Limitations specific to ligament evidence

The ligament evidence for BPC-157 has several limitations beyond those shared with all BPC-157 research.

Single study, single model. The entire ligament evidence rests on one study (Cerovecki 2010) using one ligament (MCL) in one species (rat). The MCL is an extra-articular ligament with a blood supply and healing capacity that differs from intra-articular ligaments like the ACL, which has poor intrinsic healing ability in humans. BPC-157's effects on MCL healing may not predict effects on ACL, PCL, or other ligaments with different vascular environments.

No dose-response data for ligament. The Cerovecki study tested only two doses for the intraperitoneal route. Unlike the gastric ulcer evidence, where Xue et al. (2004) tested three doses across three models, there is no ligament-specific dose-response curve to identify optimal dosing.

Extrapolation from tendon data. Much of the mechanistic understanding comes from tendon studies. While tendons and ligaments share type I collagen composition and fibroblast-driven healing, they differ in loading patterns, cellular density, and vascular supply. Assuming identical responses is not justified without direct testing.

No comparison to established therapies. The Cerovecki study compared BPC-157 to untreated controls but not to any established ligament healing intervention. In clinical orthopedics, platelet-rich plasma (PRP), physical therapy protocols, and surgical reconstruction are standard approaches. Without head-to-head comparisons, BPC-157's relative effectiveness against existing treatments is unknown.

Zagreb group concentration. The Cerovecki study came from the same University of Zagreb group that has produced the majority of BPC-157 research. Independent replication from other institutions is limited, though Chang et al.'s Taiwanese fibroblast studies provide some independent mechanistic support.[5][6]

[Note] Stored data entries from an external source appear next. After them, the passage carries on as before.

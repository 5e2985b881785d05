//! Linear constraints over a space.
//!
//! A constraint is a linear inequality or equality:
//! - Inequality: expr >= 0
//! - Equality: expr = 0

use crate::polyhedral::expr::AffineExpr;
use crate::polyhedral::space::{DimMapping, Space};
use serde::{Deserialize, Serialize};
use std::fmt;

/// A single affine constraint.
#[derive(Debug, Clone, PartialEq, Eq, Serialize, Deserialize)]
pub struct Constraint {
    /// The affine expression (constraint is: expr >= 0 or expr = 0)
    pub expr: AffineExpr,
    /// Kind of constraint
    pub kind: ConstraintKind,
}

/// Kind of constraint.
#[derive(Debug, Clone, Copy, PartialEq, Eq, Serialize, Deserialize)]
pub enum ConstraintKind {
    /// Greater than or equal: expr >= 0
    Inequality,
    /// Equal: expr = 0
    Equality,
}

impl Constraint {
    /// Create an inequality constraint: expr >= 0
    pub fn ge_zero(expr: AffineExpr) -> Self {
        Self {
            expr,
            kind: ConstraintKind::Inequality,
        }
    }

    /// Create an equality constraint: expr = 0
    pub fn eq_zero(expr: AffineExpr) -> Self {
        Self {
            expr,
            kind: ConstraintKind::Equality,
        }
    }

    /// Create a constraint: lhs >= rhs
    pub fn ge(lhs: AffineExpr, rhs: AffineExpr) -> Self {
        Self::ge_zero(lhs - rhs)
    }

    /// Create a constraint: lhs <= rhs
    pub fn le(lhs: AffineExpr, rhs: AffineExpr) -> Self {
        Self::ge_zero(rhs - lhs)
    }

    /// Create a strict constraint: lhs < rhs (integers: lhs <= rhs - 1)
    pub fn lt(lhs: AffineExpr, rhs: AffineExpr) -> Self {
        let mut expr = rhs - lhs;
        expr.constant -= 1;
        Self::ge_zero(expr)
    }

    /// Create a constraint: lhs = rhs
    pub fn eq(lhs: AffineExpr, rhs: AffineExpr) -> Self {
        Self::eq_zero(lhs - rhs)
    }

    /// Check if this is an equality constraint.
    pub fn is_equality(&self) -> bool {
        matches!(self.kind, ConstraintKind::Equality)
    }

    /// Check if this constraint is satisfied at the given point.
    pub fn is_satisfied(&self, params: &[i64], ins: &[i64], outs: &[i64]) -> bool {
        let value = self.expr.evaluate(params, ins, outs);
        match self.kind {
            ConstraintKind::Inequality => value >= 0,
            ConstraintKind::Equality => value == 0,
        }
    }

    /// Rewrite this constraint into the layout of a [`DimMapping`] target.
    pub fn remap(&self, mapping: &DimMapping) -> Constraint {
        Constraint {
            expr: self.expr.remap(mapping),
            kind: self.kind,
        }
    }

    /// Render with dimension names taken from the given space.
    pub fn to_string_with_space(&self, space: &Space) -> String {
        let expr_str = self.expr.to_string_with_space(space);
        match self.kind {
            ConstraintKind::Inequality => format!("{} >= 0", expr_str),
            ConstraintKind::Equality => format!("{} = 0", expr_str),
        }
    }
}

impl fmt::Display for Constraint {
    fn fmt(&self, f: &mut fmt::Formatter<'_>) -> fmt::Result {
        match self.kind {
            ConstraintKind::Inequality => write!(f, "{} >= 0", self.expr),
            ConstraintKind::Equality => write!(f, "{} = 0", self.expr),
        }
    }
}

/// A conjunction of constraints (one "piece" of a disjunctive object).
#[derive(Debug, Clone, Default, PartialEq, Eq, Serialize, Deserialize)]
pub struct ConstraintSystem {
    /// All constraints in the system
    pub constraints: Vec<Constraint>,
}

impl ConstraintSystem {
    /// Create an empty system (the universe).
    pub fn new() -> Self {
        Self::default()
    }

    /// Add a constraint.
    pub fn add(&mut self, constraint: Constraint) {
        self.constraints.push(constraint);
    }

    /// Add multiple constraints.
    pub fn add_all(&mut self, constraints: impl IntoIterator<Item = Constraint>) {
        self.constraints.extend(constraints);
    }

    /// Check if every constraint holds at the given point.
    pub fn is_satisfied(&self, params: &[i64], ins: &[i64], outs: &[i64]) -> bool {
        self.constraints
            .iter()
            .all(|c| c.is_satisfied(params, ins, outs))
    }

    /// Check whether every constraint's coefficient widths match a space.
    pub fn fits(&self, space: &Space) -> bool {
        self.constraints.iter().all(|c| c.expr.fits(space))
    }

    /// Rewrite every constraint into the layout of a [`DimMapping`] target.
    pub fn remap(&self, mapping: &DimMapping) -> ConstraintSystem {
        ConstraintSystem {
            constraints: self.constraints.iter().map(|c| c.remap(mapping)).collect(),
        }
    }

    /// Conjunction of this system with another.
    pub fn conjoin(&self, other: &ConstraintSystem) -> ConstraintSystem {
        let mut joined = self.clone();
        joined.add_all(other.constraints.iter().cloned());
        joined
    }

    /// Check if the system has no constraints.
    pub fn is_empty(&self) -> bool {
        self.constraints.is_empty()
    }

    /// Number of constraints.
    pub fn len(&self) -> usize {
        self.constraints.len()
    }
}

Species translation. Rat MCL dimensions, loading conditions, and healing timelines differ from human ligaments. The 90-day rat timeline cannot be directly mapped to human recovery. The broader question of translating BPC-157 animal data to human outcomes applies to every preclinical finding in this article.

The Bottom Line

BPC-157 has one dedicated ligament study showing improved MCL healing in rats across functional, biomechanical, and histological measures over 90 days, supported by multiple tendon studies demonstrating similar connective tissue repair through FAK-paxillin signaling, growth hormone receptor upregulation, and angiogenesis modulation. The mechanistic evidence is plausible, but the translational gap is wide: no controlled human trial has tested BPC-157 for any ligament injury, and the single ligament study used an extra-articular ligament model that may not predict effects on intra-articular ligaments like the ACL.